# Diff/Patch/XDiff/XDelta für Java



## 0xdeadbeef (29. Sep 2005)

Ich suche eine (freie) Diff/Patch-API, mit der man zumindest aus zwei Versionen von Textdateien eine Differenzdatei und später wieder aus Differenzdatei und Originaldatei die veränderte Datei patchen kann.
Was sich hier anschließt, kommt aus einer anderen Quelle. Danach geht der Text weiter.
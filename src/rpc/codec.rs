//! Self-describing JSON message codec.
//!
//! Wire format (UTF-8 JSON text):
//! ```text
//! request:  {"ServiceId": "<id>", "Arguments": [{"Type": "<key>", "Content": <value>}, ...]}
//! response: {"Type": "<key>", "Content": <value>}
//! ```
//!
//! Every argument and result carries its own type key, so one codec handles
//! heterogeneous argument lists without a per-service schema. Keys are
//! resolved through the shared [`TypeRegistry`]; both peers must register
//! the same keys.

use std::sync::Arc;

use log::{debug, warn};
use serde::Serialize;
use serde_json::{Map, Value};

use super::message::{Message, MessageKind, Request, Response};
use super::registry::TypeRegistry;
use super::value::AnyValue;
use crate::config::CodecConfig;
use crate::error::{Error, Result};

const FIELD_SERVICE_ID: &str = "ServiceId";
const FIELD_ARGUMENTS: &str = "Arguments";
const FIELD_TYPE: &str = "Type";
const FIELD_CONTENT: &str = "Content";

/// Input accepted by [`Codec::decode`].
#[derive(Debug)]
pub enum Payload<'a> {
    /// Already decoded. Returned as-is when the kind matches.
    Message(Message),
    /// Parsed JSON; must be an object.
    Json(Value),
    /// UTF-8 JSON text as bytes (straight off the transport).
    Bytes(&'a [u8]),
    /// JSON text.
    Text(&'a str),
}

impl<'a> From<&'a [u8]> for Payload<'a> {
    fn from(b: &'a [u8]) -> Self {
        Self::Bytes(b)
    }
}

impl<'a> From<&'a str> for Payload<'a> {
    fn from(s: &'a str) -> Self {
        Self::Text(s)
    }
}

impl From<Value> for Payload<'_> {
    fn from(v: Value) -> Self {
        Self::Json(v)
    }
}

impl From<Message> for Payload<'_> {
    fn from(m: Message) -> Self {
        Self::Message(m)
    }
}

/// Wire form of one value.
#[derive(Serialize)]
struct TypedValue<'a> {
    #[serde(rename = "Type")]
    key: &'a str,
    #[serde(rename = "Content")]
    content: Value,
}

#[derive(Serialize)]
struct RequestEnvelope<'a> {
    #[serde(rename = "ServiceId")]
    service_id: &'a str,
    #[serde(rename = "Arguments")]
    arguments: Vec<TypedValue<'a>>,
}

/// Message codec used by the RPC stack.
///
/// Implementations hold no per-call state and may be shared across threads.
pub trait Codec: Send + Sync {
    /// Serialize a message to wire bytes.
    fn encode(&self, message: &Message) -> Result<Vec<u8>>;

    /// Reconstruct a message of `kind` from `payload`.
    fn decode(&self, payload: Payload<'_>, kind: MessageKind) -> Result<Message>;
}

/// JSON codec backed by a [`TypeRegistry`].
#[derive(Debug, Clone)]
pub struct JsonCodec {
    registry: Arc<TypeRegistry>,
    config: CodecConfig,
}

impl JsonCodec {
    pub fn new(registry: Arc<TypeRegistry>) -> Self {
        Self {
            registry,
            config: CodecConfig::default(),
        }
    }

    pub fn with_config(registry: Arc<TypeRegistry>, config: CodecConfig) -> Result<Self> {
        config.validate()?;
        Ok(Self { registry, config })
    }

    pub fn registry(&self) -> &TypeRegistry {
        &self.registry
    }

    pub fn config(&self) -> &CodecConfig {
        &self.config
    }

    pub fn encode_request(&self, request: &Request) -> Result<Vec<u8>> {
        self.check_arguments(request.arguments.len())?;

        let arguments = request
            .arguments
            .iter()
            .map(|arg| self.wrap(arg))
            .collect::<Result<Vec<_>>>()?;

        debug!(
            "codec: encode request {} ({} args)",
            request.service_id,
            arguments.len()
        );
        self.to_bytes(&RequestEnvelope {
            service_id: &request.service_id,
            arguments,
        })
    }

    pub fn encode_response(&self, response: &Response) -> Result<Vec<u8>> {
        let wrapped = self.wrap(&response.result)?;
        debug!("codec: encode response ({})", wrapped.key);
        self.to_bytes(&wrapped)
    }

    pub fn decode_request<'a>(&self, payload: impl Into<Payload<'a>>) -> Result<Request> {
        match payload.into() {
            Payload::Message(Message::Request(request)) => Ok(request),
            other => self.request_from_object(self.to_object(other)?),
        }
    }

    pub fn decode_response<'a>(&self, payload: impl Into<Payload<'a>>) -> Result<Response> {
        match payload.into() {
            Payload::Message(Message::Response(response)) => Ok(response),
            other => self.response_from_object(self.to_object(other)?),
        }
    }

    // ── Internals ─────────────────────────────────────────────

    fn wrap<'a>(&'a self, value: &AnyValue) -> Result<TypedValue<'a>> {
        let (key, content) = self.registry.encode(value)?;
        Ok(TypedValue { key, content })
    }

    fn to_bytes<T: Serialize>(&self, value: &T) -> Result<Vec<u8>> {
        let bytes = if self.config.pretty {
            serde_json::to_vec_pretty(value)?
        } else {
            serde_json::to_vec(value)?
        };
        Ok(bytes)
    }

    fn check_arguments(&self, count: usize) -> Result<()> {
        if count > self.config.max_arguments {
            return Err(Error::TooManyArguments {
                count,
                max: self.config.max_arguments,
            });
        }
        Ok(())
    }

    fn check_len(&self, len: usize) -> Result<()> {
        if len > self.config.max_payload_bytes {
            return Err(Error::PayloadTooLarge {
                len,
                max: self.config.max_payload_bytes,
            });
        }
        Ok(())
    }

    /// Bring a payload that missed the fast path down to a JSON object.
    ///
    /// A message reaching this point is of the other kind.
    fn to_object(&self, payload: Payload<'_>) -> Result<Map<String, Value>> {
        let value = match payload {
            Payload::Message(m) => {
                return Err(Error::UnsupportedPayload {
                    kind: m.kind().as_str(),
                });
            }
            Payload::Json(v) => v,
            Payload::Bytes(bytes) => {
                self.check_len(bytes.len())?;
                serde_json::from_str(core::str::from_utf8(bytes)?)?
            }
            Payload::Text(text) => {
                self.check_len(text.len())?;
                serde_json::from_str(text)?
            }
        };

        match value {
            Value::Object(map) => Ok(map),
            other => Err(Error::UnsupportedPayload {
                kind: json_kind(&other),
            }),
        }
    }

    fn request_from_object(&self, mut obj: Map<String, Value>) -> Result<Request> {
        let Some(Value::String(service_id)) = obj.remove(FIELD_SERVICE_ID) else {
            return Err(Error::MalformedEnvelope(FIELD_SERVICE_ID));
        };
        let Some(Value::Array(raw_args)) = obj.remove(FIELD_ARGUMENTS) else {
            return Err(Error::MalformedEnvelope(FIELD_ARGUMENTS));
        };
        self.check_arguments(raw_args.len())?;

        let arguments = raw_args
            .into_iter()
            .map(|arg| self.resolve(arg))
            .collect::<Result<Vec<_>>>()?;

        debug!(
            "codec: decoded request {} ({} args)",
            service_id,
            arguments.len()
        );
        Ok(Request {
            service_id,
            arguments,
        })
    }

    fn response_from_object(&self, obj: Map<String, Value>) -> Result<Response> {
        let result = self.resolve(Value::Object(obj))?;
        debug!("codec: decoded response ({})", result.type_name());
        Ok(Response { result })
    }

    /// Turn one `{"Type", "Content"}` pair back into a value.
    fn resolve(&self, typed: Value) -> Result<AnyValue> {
        let Value::Object(mut fields) = typed else {
            return Err(Error::MalformedEnvelope(FIELD_TYPE));
        };
        let Some(Value::String(key)) = fields.remove(FIELD_TYPE) else {
            return Err(Error::MalformedEnvelope(FIELD_TYPE));
        };
        let content = fields.remove(FIELD_CONTENT).unwrap_or(Value::Null);

        match self.registry.decode(&key, content) {
            Ok(value) => Ok(value),
            Err(e) => {
                warn!("codec: cannot resolve `{}`: {}", key, e);
                Err(e)
            }
        }
    }
}

impl Codec for JsonCodec {
    fn encode(&self, message: &Message) -> Result<Vec<u8>> {
        match message {
            Message::Request(r) => self.encode_request(r),
            Message::Response(r) => self.encode_response(r),
        }
    }

    fn decode(&self, payload: Payload<'_>, kind: MessageKind) -> Result<Message> {
        match kind {
            MessageKind::Request => self.decode_request(payload).map(Message::Request),
            MessageKind::Response => self.decode_response(payload).map(Message::Response),
        }
    }
}

fn json_kind(value: &Value) -> &'static str {
    match value {
        Value::Null => "null",
        Value::Bool(_) => "boolean",
        Value::Number(_) => "number",
        Value::String(_) => "string",
        Value::Array(_) => "array",
        Value::Object(_) => "object",
    }
}

// ── Tests ────────────────────────────────────────────────────
// mod.rs - Observation table loaders

pub mod columns;
pub mod delimited;

pub use columns::{ColumnMap, ColumnOverrides, ColumnStyle};
pub use delimited::{delimiter_for_path, load_observations};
Optimalerweise wäre eine API, die bereits Binärdateien unterstützt. 
Leider sind die meisten solche Projekte tot (XDelta für Java) oder sehr Beta (JSRC).
Kennt jemand eine stabile, kleine API, die keine allzu restriktive OS-Lizenz hat?


----------



## 0xdeadbeef (2. Okt 2005)

Um das abzuschließen: zwar ist es mir gelungen, aus dem Jakarta JRCS-Wust eine lauffähige textbasierte Diff/Patch zusammenzuschrauben, aber so richtig meinen Bedürfnissen entsprochen hat diese Lösung dann doch nicht.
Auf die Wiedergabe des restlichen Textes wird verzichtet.